Alain lo guardò, poi abbassò gli occhi su un pesante fermacarte di ghisa appoggiato sulla scrivania, con l’emblema dei servizi postali del paese. In un breve flash vide se stesso afferrarlo e colpire piú volte l’ometto baffuto.
– A ogni buon conto, – recitò lui con voce inespressiva, – questa lettera riveste forse un carattere giuridico in virtú del quale il ritardo nella consegna potrebbe dar luogo a un’azione legale contro le Poste, e con ciò intendo un’eredità, una cessione di azioni…?
– No, niente del genere, – lo interruppe Alain in tono secco.
L’ometto gli chiese una firma per esteso in calce a un foglio che lui non lesse nemmeno. Uscí e si fermò un istante accanto a un cassone scarrabile. Alcuni operai vi gettavano dentro assi di quercia massiccia e strutture metalliche apostrofandosi in una lingua che immaginò fosse serbo. Poi passò davanti a uno specchio nella vetrina di una farmacia e si guardò con attenzione. Capelli grigi e occhiali montati a giorno, che secondo la commessa del negozio di ottica «ringiovanivano». Un medico brizzolato: ecco che immagine gli rimandava lo specchio, un medico brizzolato come in Francia ce n’erano migliaia. Un medico come suo padre.

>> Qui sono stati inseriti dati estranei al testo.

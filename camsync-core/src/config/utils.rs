//! Configuration utility functions
//!
//! This module provides helper functions for reading default values from
//! environment variables.

/// Get a u32 value from an environment variable or use the default
pub fn get_env_u32(key: &str, default: u32) -> u32 {
    match std::env::var(key) {
        Ok(val) => val.parse().unwrap_or(default),
        Err(_) => default,
    }
}

/// Get a u64 value from an environment variable or use the default
pub fn get_env_u64(key: &str, default: u64) -> u64 {
    match std::env::var(key) {
        Ok(val) => val.parse().unwrap_or(default),
        Err(_) => default,
    }
}

/// Get a f64 value from an environment variable or use the default
pub fn get_env_f64(key: &str, default: f64) -> f64 {
    match std::env::var(key) {
        Ok(val) => val.parse().unwrap_or(default),
        Err(_) => default,
    }
}

/// Get a whitespace-separated command line from an environment variable or use the default
pub fn get_env_command(key: &str, default: &[&str]) -> Vec<String> {
    match std::env::var(key) {
        Ok(val) if !val.trim().is_empty() => {
            val.split_whitespace().map(str::to_string).collect()
        }
        _ => default.iter().map(|s| s.to_string()).collect(),
    }
}
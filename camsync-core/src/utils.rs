//! Utility functions for formatting and path handling.
//!
//! General-purpose helpers used throughout the camsync-core library.

use std::path::Path;

use crate::error::{CoreError, CoreResult};

/// Formats seconds as HH:MM:SS (e.g., 3725.0 -> "01:02:05"). Returns "??:??:??" for invalid inputs.
#[must_use]
pub fn format_duration(seconds: f64) -> String {
    if seconds < 0.0 || !seconds.is_finite() {
        return "??:??:??".to_string();
    }

    let total_seconds = seconds as u64;
    let hours = total_seconds / 3600;
    let minutes = (total_seconds % 3600) / 60;
    let secs = total_seconds % 60;
    format!("{hours:02}:{minutes:02}:{secs:02}")
}

/// Parses FFmpeg time string (HH:MM:SS.MS) to seconds. Returns None if invalid.
#[must_use]
pub fn parse_ffmpeg_time(time: &str) -> Option<f64> {
    let parts: Vec<&str> = time.split(':').collect();
    if parts.len() == 3 {
        let hours = parts[0].parse::<f64>().ok()?;
        let minutes = parts[1].parse::<f64>().ok()?;
        let seconds = parts[2].parse::<f64>().ok()?;
        Some(hours * 3600.0 + minutes * 60.0 + seconds)
    } else {
        None
    }
}

/// Parses an ffprobe frame rate such as `30000/1001` or `25`. Returns None for `0/0`.
#[must_use]
pub fn parse_frame_rate(rate: &str) -> Option<f64> {
    let value = match rate.split_once('/') {
        Some((num, den)) => {
            let num = num.trim().parse::<f64>().ok()?;
            let den = den.trim().parse::<f64>().ok()?;
            if den == 0.0 {
                return None;
            }
            num / den
        }
        None => rate.trim().parse::<f64>().ok()?,
    };
    (value.is_finite() && value > 0.0).then_some(value)
}

/// Formats a frame rate for an ffmpeg `fps` filter: integral rates without decimals.
#[must_use]
pub fn format_frame_rate(fps: f64) -> String {
    if (fps - fps.round()).abs() < 1e-9 {
        format!("{}", fps.round() as u64)
    } else {
        format!("{fps:.3}")
    }
}

/// Safely extracts filename from a path with consistent error handling.
pub fn get_filename_safe(path: &Path) -> CoreResult<String> {
    Ok(path
        .file_name()
        .ok_or_else(|| {
            CoreError::PathError(format!("Failed to get filename for {}", path.display()))
        })?
        .to_string_lossy()
        .to_string())
}

/// Extracts the file stem, which is the camera identifier for camera files.
pub fn get_file_stem_safe(path: &Path) -> CoreResult<String> {
    path.file_stem()
        .and_then(|s| s.to_str())
        .map(str::to_string)
        .ok_or_else(|| {
            CoreError::PathError(format!("Failed to get a UTF-8 file stem for {}", path.display()))
        })
}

Battuta a macchina e firmata a penna in inchiostro turchese, la lettera era arrivata con la posta del mattino. In alto a sinistra figurava il logo della celebre casa discografica: un semicerchio che sovrastava il nome, a rappresentare un vinile sotto forma di sole nascente o al tramonto – a scelta. I bordi del foglio erano ingialliti. Alain l’aveva riletta tre volte prima di esaminare la busta: nome e cognome erano i suoi, l’indirizzo era il suo. Tutto in regola, tranne la data. 12 settembre 1983. Data che compariva anche sul timbro – una Marianna fuori circolazione ormai da tempo; era impresso a metà ma si leggeva chiaramente: Paris - 12/09/83. Aveva soffocato una risata, fugace come un tic inopportuno. Poi aveva scosso la testa, sempre con quel sorriso di incredulità stampato in faccia. Trentatre anni, la busta ci aveva messo trentatre anni per attraversare tre arrondissement della capitale. La posta del giorno – una bolletta dell’elettricità, «Le Figaro», «Le Nouvel Obs», tre pubblicità, una di un cellulare, un’altra di un’agenzia di viaggi e la terza di una compagnia di assicurazioni – gli era appena stata consegnata dalla signora Da Silva, la portinaia. Per un momento aveva pensato di alzarsi, aprire la porta, raggiungerla sulle scale e chiederle da dove venisse la lettera. Ma lei doveva essere già tornata nella guardiola e comunque non avrebbe saputo rispondergli: l’aveva portata su insieme alla posta per tutto il condominio recapitata quella mattina.